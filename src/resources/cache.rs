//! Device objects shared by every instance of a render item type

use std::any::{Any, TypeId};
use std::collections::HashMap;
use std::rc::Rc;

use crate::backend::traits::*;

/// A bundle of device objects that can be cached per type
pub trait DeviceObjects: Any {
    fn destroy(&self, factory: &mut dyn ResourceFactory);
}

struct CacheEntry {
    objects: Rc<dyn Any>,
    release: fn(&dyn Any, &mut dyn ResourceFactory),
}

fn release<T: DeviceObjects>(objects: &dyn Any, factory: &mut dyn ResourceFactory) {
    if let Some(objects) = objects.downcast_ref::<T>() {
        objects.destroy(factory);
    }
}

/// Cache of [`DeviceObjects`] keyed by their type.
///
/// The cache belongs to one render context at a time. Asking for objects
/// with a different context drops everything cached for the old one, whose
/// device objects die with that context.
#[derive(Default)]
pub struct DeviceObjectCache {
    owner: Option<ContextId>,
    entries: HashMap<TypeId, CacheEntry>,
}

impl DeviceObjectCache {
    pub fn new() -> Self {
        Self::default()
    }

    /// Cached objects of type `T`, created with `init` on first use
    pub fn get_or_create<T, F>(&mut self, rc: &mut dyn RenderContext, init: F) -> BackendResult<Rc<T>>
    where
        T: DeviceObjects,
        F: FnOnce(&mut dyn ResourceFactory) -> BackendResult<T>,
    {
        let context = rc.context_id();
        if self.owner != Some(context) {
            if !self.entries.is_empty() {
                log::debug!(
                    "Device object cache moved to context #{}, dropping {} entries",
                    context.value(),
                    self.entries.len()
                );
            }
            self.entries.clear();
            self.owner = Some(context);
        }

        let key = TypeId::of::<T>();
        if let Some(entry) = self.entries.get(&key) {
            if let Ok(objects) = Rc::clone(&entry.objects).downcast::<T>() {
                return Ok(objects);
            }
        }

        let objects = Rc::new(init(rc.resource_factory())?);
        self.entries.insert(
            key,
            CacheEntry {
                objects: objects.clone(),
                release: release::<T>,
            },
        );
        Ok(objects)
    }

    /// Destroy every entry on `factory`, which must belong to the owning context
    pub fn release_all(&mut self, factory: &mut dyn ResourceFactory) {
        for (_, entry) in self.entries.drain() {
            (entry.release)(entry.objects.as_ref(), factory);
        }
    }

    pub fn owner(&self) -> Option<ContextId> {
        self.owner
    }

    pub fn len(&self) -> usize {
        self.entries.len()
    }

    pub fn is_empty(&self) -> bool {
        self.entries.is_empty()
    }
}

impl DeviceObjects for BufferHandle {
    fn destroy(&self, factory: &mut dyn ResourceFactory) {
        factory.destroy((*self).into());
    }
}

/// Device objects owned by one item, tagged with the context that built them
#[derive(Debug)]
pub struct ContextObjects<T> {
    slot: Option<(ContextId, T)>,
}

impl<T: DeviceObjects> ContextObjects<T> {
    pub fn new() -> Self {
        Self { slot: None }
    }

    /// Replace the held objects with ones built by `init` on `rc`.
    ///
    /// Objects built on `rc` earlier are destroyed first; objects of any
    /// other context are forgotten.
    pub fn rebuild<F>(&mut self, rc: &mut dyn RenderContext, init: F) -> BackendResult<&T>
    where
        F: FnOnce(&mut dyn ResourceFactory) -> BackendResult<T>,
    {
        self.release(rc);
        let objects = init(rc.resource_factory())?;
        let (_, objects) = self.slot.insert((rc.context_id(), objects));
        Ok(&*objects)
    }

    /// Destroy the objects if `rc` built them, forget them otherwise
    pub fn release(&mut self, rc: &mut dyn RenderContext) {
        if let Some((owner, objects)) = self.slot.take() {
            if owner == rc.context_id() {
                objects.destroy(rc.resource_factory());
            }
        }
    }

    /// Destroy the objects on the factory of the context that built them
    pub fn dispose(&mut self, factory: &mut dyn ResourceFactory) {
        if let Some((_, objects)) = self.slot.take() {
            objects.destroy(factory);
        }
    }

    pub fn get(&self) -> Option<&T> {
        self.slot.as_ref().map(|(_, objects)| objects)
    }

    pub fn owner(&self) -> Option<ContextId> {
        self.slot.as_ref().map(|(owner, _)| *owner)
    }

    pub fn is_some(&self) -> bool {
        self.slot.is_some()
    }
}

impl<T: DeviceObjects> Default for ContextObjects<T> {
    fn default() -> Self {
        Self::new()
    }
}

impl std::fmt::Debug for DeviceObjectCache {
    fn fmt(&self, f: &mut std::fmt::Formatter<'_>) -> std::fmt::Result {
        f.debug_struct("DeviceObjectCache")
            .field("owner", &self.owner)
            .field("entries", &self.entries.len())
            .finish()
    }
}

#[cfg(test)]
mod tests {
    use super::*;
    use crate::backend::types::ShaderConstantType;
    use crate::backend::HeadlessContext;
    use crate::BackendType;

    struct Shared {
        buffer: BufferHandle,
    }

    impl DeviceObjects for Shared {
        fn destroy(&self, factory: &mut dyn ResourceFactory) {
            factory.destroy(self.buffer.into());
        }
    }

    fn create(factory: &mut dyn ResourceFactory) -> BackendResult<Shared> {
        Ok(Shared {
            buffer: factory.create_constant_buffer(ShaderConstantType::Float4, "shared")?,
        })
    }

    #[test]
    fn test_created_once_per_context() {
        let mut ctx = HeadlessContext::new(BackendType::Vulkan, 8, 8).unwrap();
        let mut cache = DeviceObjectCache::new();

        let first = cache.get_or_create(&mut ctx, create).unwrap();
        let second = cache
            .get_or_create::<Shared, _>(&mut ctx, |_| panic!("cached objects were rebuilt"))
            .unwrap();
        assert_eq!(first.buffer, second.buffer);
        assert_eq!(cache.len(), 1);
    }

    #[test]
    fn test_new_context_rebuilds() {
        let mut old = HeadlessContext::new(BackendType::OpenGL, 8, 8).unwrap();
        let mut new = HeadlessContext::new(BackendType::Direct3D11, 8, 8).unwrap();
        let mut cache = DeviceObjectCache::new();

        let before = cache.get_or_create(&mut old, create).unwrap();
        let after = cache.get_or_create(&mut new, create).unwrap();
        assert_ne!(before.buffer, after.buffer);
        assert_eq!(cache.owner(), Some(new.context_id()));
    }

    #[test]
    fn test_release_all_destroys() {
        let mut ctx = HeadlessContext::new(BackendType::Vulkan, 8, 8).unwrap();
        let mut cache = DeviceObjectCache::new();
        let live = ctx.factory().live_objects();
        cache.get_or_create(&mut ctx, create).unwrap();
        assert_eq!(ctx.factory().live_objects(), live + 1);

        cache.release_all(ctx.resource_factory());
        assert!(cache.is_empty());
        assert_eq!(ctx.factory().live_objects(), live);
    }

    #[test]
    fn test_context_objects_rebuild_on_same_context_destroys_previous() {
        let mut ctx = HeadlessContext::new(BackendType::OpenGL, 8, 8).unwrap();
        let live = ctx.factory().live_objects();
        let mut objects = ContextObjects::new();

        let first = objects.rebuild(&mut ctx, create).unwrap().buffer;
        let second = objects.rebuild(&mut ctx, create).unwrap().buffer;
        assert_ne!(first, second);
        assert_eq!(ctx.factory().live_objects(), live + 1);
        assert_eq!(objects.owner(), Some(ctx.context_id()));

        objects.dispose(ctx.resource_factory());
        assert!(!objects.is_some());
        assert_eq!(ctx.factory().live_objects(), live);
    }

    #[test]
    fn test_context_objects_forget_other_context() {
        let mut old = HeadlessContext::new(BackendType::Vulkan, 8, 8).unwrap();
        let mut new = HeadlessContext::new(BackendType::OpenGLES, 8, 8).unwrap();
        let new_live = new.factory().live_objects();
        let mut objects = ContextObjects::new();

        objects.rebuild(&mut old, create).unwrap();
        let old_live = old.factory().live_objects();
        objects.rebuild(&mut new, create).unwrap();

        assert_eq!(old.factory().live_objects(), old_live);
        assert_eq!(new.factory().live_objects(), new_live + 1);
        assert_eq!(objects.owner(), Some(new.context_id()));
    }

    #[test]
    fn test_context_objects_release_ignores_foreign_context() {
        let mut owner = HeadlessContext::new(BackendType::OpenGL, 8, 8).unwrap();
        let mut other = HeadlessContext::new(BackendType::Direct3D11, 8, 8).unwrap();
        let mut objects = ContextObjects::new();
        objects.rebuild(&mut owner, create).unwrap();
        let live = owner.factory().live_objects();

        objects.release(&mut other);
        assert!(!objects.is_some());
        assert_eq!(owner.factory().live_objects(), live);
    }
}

▶ **What is expected**
The entries above hold a line with "if let Some(entry)" and a later line with "pub fn is_empty(&self)". Write out exactly those lines and all lines between, nothing more.

▶ **Output of the exercise**
        if let Some(entry) = self.entries.get(&key) {
            if let Ok(objects) = Rc::clone(&entry.objects).downcast::<T>() {
                return Ok(objects);
            }
        }

        let objects = Rc::new(init(rc.resource_factory())?);
        self.entries.insert(
            key,
            CacheEntry {
                objects: objects.clone(),
                release: release::<T>,
            },
        );
        Ok(objects)
    }

    /// Destroy every entry on `factory`, which must belong to the owning context
    pub fn release_all(&mut self, factory: &mut dyn ResourceFactory) {
        for (_, entry) in self.entries.drain() {
            (entry.release)(entry.objects.as_ref(), factory);
        }
    }

    pub fn owner(&self) -> Option<ContextId> {
        self.owner
    }

    pub fn len(&self) -> usize {
        self.entries.len()
    }

    pub fn is_empty(&self) -> bool {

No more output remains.